**Exercise material:**
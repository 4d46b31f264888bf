use super::{
    ArgumentParser, BooleanParser, NumberParser, Numeric, ParserDescriptor, StringParser,
};
use crate::suggestion::SuggestionProvider;
use std::any::{type_name, TypeId};
use std::collections::HashMap;
use std::fmt;
use std::sync::Arc;

type Factory<S> = Arc<dyn Fn() -> ParserDescriptor<S> + Send + Sync>;

/// Parsers and suggestion providers looked up by value type or by name.
///
/// Each lookup calls the registered factory, so parsers that carry state get
/// a fresh instance per component.
pub struct ParserRegistry<S> {
    by_type: HashMap<TypeId, (&'static str, Factory<S>)>,
    by_name: HashMap<String, Factory<S>>,
    suggestions: HashMap<String, Arc<dyn SuggestionProvider<S>>>,
}

impl<S: 'static> ParserRegistry<S> {
    /// Empty registry.
    pub fn new() -> Self {
        Self {
            by_type: HashMap::new(),
            by_name: HashMap::new(),
            suggestions: HashMap::new(),
        }
    }

    /// Registry with parsers for `String`, `bool` and every primitive number.
    pub fn standard() -> Self {
        let mut registry = Self::new();
        registry.register(StringParser::single);
        registry.register(BooleanParser::strict);
        registry.register_number::<i8>();
        registry.register_number::<i16>();
        registry.register_number::<i32>();
        registry.register_number::<i64>();
        registry.register_number::<i128>();
        registry.register_number::<isize>();
        registry.register_number::<u8>();
        registry.register_number::<u16>();
        registry.register_number::<u32>();
        registry.register_number::<u64>();
        registry.register_number::<u128>();
        registry.register_number::<usize>();
        registry.register_number::<f32>();
        registry.register_number::<f64>();
        registry
    }

    fn register_number<T: Numeric>(&mut self) {
        self.register(NumberParser::<T>::new);
    }

    /// Register the default parser for the factory's value type. Replaces any
    /// earlier registration for that type.
    pub fn register<P, F>(&mut self, factory: F) -> &mut Self
    where
        P: ArgumentParser<S>,
        F: Fn() -> P + Send + Sync + 'static,
    {
        let factory: Factory<S> = Arc::new(move || ParserDescriptor::of(factory()));
        self.by_type.insert(
            TypeId::of::<P::Value>(),
            (type_name::<P::Value>(), factory),
        );
        self
    }

    /// Register a parser under a name, independent of its value type.
    pub fn register_named<P, F>(&mut self, name: impl Into<String>, factory: F) -> &mut Self
    where
        P: ArgumentParser<S>,
        F: Fn() -> P + Send + Sync + 'static,
    {
        let factory: Factory<S> = Arc::new(move || ParserDescriptor::of(factory()));
        self.by_name.insert(name.into(), factory);
        self
    }

    pub fn register_suggestions(
        &mut self,
        name: impl Into<String>,
        provider: impl SuggestionProvider<S>,
    ) -> &mut Self {
        self.suggestions.insert(name.into(), Arc::new(provider));
        self
    }

    /// Default parser for values of type `T`.
    pub fn parser<T: 'static>(&self) -> Option<ParserDescriptor<S>> {
        self.by_type
            .get(&TypeId::of::<T>())
            .map(|(_, factory)| factory())
    }

    pub fn named_parser(&self, name: &str) -> Option<ParserDescriptor<S>> {
        self.by_name.get(name).map(|factory| factory())
    }

    pub fn suggestion_provider(&self, name: &str) -> Option<Arc<dyn SuggestionProvider<S>>> {
        self.suggestions.get(name).cloned()
    }

    pub fn contains_type<T: 'static>(&self) -> bool {
        self.by_type.contains_key(&TypeId::of::<T>())
    }
}

impl<S: 'static> Default for ParserRegistry<S> {
    fn default() -> Self {
        Self::standard()
    }
}

impl<S> fmt::Debug for ParserRegistry<S> {
    fn fmt(&self, f: &mut fmt::Formatter<'_>) -> fmt::Result {
        let mut types: Vec<&str> = self.by_type.values().map(|(name, _)| *name).collect();
        types.sort_unstable();
        let mut names: Vec<&str> = self.by_name.keys().map(String::as_str).collect();
        names.sort_unstable();
        f.debug_struct("ParserRegistry")
            .field("types", &types)
            .field("names", &names)
            .field("suggestion_providers", &self.suggestions.len())
            .finish()
    }
}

**Brief:**
Output the listing verbatim through the "for that type." line.

**Task solution:**
repository 4d46b31f264888bf
use super::{
    ArgumentParser, BooleanParser, NumberParser, Numeric, ParserDescriptor, StringParser,
};
use crate::suggestion::SuggestionProvider;
use std::any::{type_name, TypeId};
use std::collections::HashMap;
use std::fmt;
use std::sync::Arc;

type Factory<S> = Arc<dyn Fn() -> ParserDescriptor<S> + Send + Sync>;

/// Parsers and suggestion providers looked up by value type or by name.
///
/// Each lookup calls the registered factory, so parsers that carry state get
/// a fresh instance per component.
pub struct ParserRegistry<S> {
    by_type: HashMap<TypeId, (&'static str, Factory<S>)>,
    by_name: HashMap<String, Factory<S>>,
    suggestions: HashMap<String, Arc<dyn SuggestionProvider<S>>>,
}

impl<S: 'static> ParserRegistry<S> {
    /// Empty registry.
    pub fn new() -> Self {
        Self {
            by_type: HashMap::new(),
            by_name: HashMap::new(),
            suggestions: HashMap::new(),
        }
    }

    /// Registry with parsers for `String`, `bool` and every primitive number.
    pub fn standard() -> Self {
        let mut registry = Self::new();
        registry.register(StringParser::single);
        registry.register(BooleanParser::strict);
        registry.register_number::<i8>();
        registry.register_number::<i16>();
        registry.register_number::<i32>();
        registry.register_number::<i64>();
        registry.register_number::<i128>();
        registry.register_number::<isize>();
        registry.register_number::<u8>();
        registry.register_number::<u16>();
        registry.register_number::<u32>();
        registry.register_number::<u64>();
        registry.register_number::<u128>();
        registry.register_number::<usize>();
        registry.register_number::<f32>();
        registry.register_number::<f64>();
        registry
    }

    fn register_number<T: Numeric>(&mut self) {
        self.register(NumberParser::<T>::new);
    }

    /// Register the default parser for the factory's value type. Replaces any
    /// earlier registration for that type.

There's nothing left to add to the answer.